One piece I really liked was the kind that will probably draw a lot of critique, a square painted blue... but with an arc of light (it was the title too) painted on. It was very strange, it had you look for the light source but you would be really confused if you did.

And then of course there are pieces I don't get, it's a matter of taste after all. But what always puzzles me most is seeing what I personally would consider as practice pieces. A musician will do scales daily, but not consider recording these for sale? I suppose the line is more blurry in art.

As an example I'll show you one of my practice pieces. I very rarely post them and they always end up in the trash, there are dozens, even hundreds every year and I really don't see the point in keeping them. But then I see stuff in museums and galleries that kind of remind me of that and I can't help but wonder if I am not being a big snob after all?

Nightly scribbles, it's how I acquire and try to fix a "style" : reflexes and automatisms that I'll use in finished pieces later. You need to do hundreds if not thousands so it's a part of yourself, at least that's how I do it

Who am I to judge after all? I'm always saying that it's what others say and think that matters not what I think. I think while I work then I let go and let others react, that's the whole point for me. 
It's the old anecdote of Pandit Ravi Shankar getting so upset when people would applaud the tuning of his instrument. Sure it show a lack of understanding, but is it really that important? Is it no very pretentious to decide when people need to applause or not? I get annoyed at concerts when people do but what if they want to? Maybe to the layman, the tuning of such a complex instrument is a feat in itself? I sure couldn't do that!
I get annoyed when people praise things I consider as obvious for having practised them for years, but maybe it's the same to them? I shouldn't be so judgemental.

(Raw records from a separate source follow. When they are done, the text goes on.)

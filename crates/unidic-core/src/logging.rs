//! Logging init: file under XDG state dir, or graceful fallback to stderr.

use anyhow::Result;
use std::fs;
use std::io;
use std::path::PathBuf;
use tracing_subscriber::fmt::writer::BoxMakeWriter;
use tracing_subscriber::fmt::MakeWriter;
use tracing_subscriber::EnvFilter;

const DEFAULT_FILTER: &str = "info,unidic_core=debug,unidic=debug";

/// Writer that is either a file or stderr (used when file clone fails).
enum FileOrStderr {
    File(std::fs::File),
    Stderr,
}

impl io::Write for FileOrStderr {
    fn write(&mut self, buf: &[u8]) -> io::Result<usize> {
        match self {
            FileOrStderr::File(f) => f.write(buf),
            FileOrStderr::Stderr => io::stderr().lock().write(buf),
        }
    }

    fn flush(&mut self) -> io::Result<()> {
        match self {
            FileOrStderr::File(f) => f.flush(),
            FileOrStderr::Stderr => io::stderr().lock().flush(),
        }
    }
}

fn env_filter() -> EnvFilter {
    EnvFilter::try_from_default_env().unwrap_or_else(|_| EnvFilter::new(DEFAULT_FILTER))
}

/// Initialize structured logging to `~/.local/state/unidic/unidic.log`.
/// On failure (e.g. log dir unwritable), returns Err so the caller can fall back to stderr.
pub fn init_logging() -> Result<PathBuf> {
    let xdg_dirs = xdg::BaseDirectories::with_prefix("unidic")?;
    let log_dir = xdg_dirs.get_state_home();

    fs::create_dir_all(&log_dir)?;
    let log_file_path: PathBuf = log_dir.join("unidic.log");

    let file = fs::OpenOptions::new()
        .create(true)
        .append(true)
        .open(&log_file_path)?;

    struct FileMakeWriter(std::fs::File);

    impl<'a> MakeWriter<'a> for FileMakeWriter {
        type Writer = FileOrStderr;

        fn make_writer(&'a self) -> Self::Writer {
            self.0
                .try_clone()
                .map(FileOrStderr::File)
                .unwrap_or(FileOrStderr::Stderr)
        }
    }

    let writer: BoxMakeWriter = BoxMakeWriter::new(FileMakeWriter(file));

    tracing_subscriber::fmt()
        .with_env_filter(env_filter())
        .with_writer(writer)
        .with_ansi(false)
        .try_init()
        .map_err(|e| anyhow::anyhow!("{}", e))?;

    tracing::info!("unidic logging initialized at {}", log_file_path.display());

    Ok(log_file_path)
}

/// Initialize logging to stderr only (no file). Use when init_logging() fails so the CLI doesn't crash.
pub fn init_logging_stderr() {
    let _ = tracing_subscriber::fmt()
        .with_env_filter(env_filter())
        .with_writer(std::io::stderr)
        .with_ansi(false)
        .try_init();
}
//! Retry and backoff policy.
//!
//! Error classification (timeouts, throttling, connection failures) and a
//! fixed-backoff decision shared by the fetcher and the installer.

mod classify;
mod error;
mod policy;
mod run;

pub use classify::{classify, classify_curl_error, classify_http_status};
pub use error::TransferError;
pub use policy::{ErrorKind, RetryDecision, RetryPolicy};
pub use run::run_with_retry;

I don't want to turn into an old snob and not let people enjoy what they like. But I'll probably still throw away all my practice pieces. It's a thought I often have. I see books published about artists and I see their files (we have some of these at work) and I shudder to think that maybe someone will have to sort though the tons of papers I may leave behind, and the thing considered as "sacred" (inalienable) what a nightmare for the poor registrars. I doubt my stuff will ever end up in a museum but I'd rather be safe than sorry!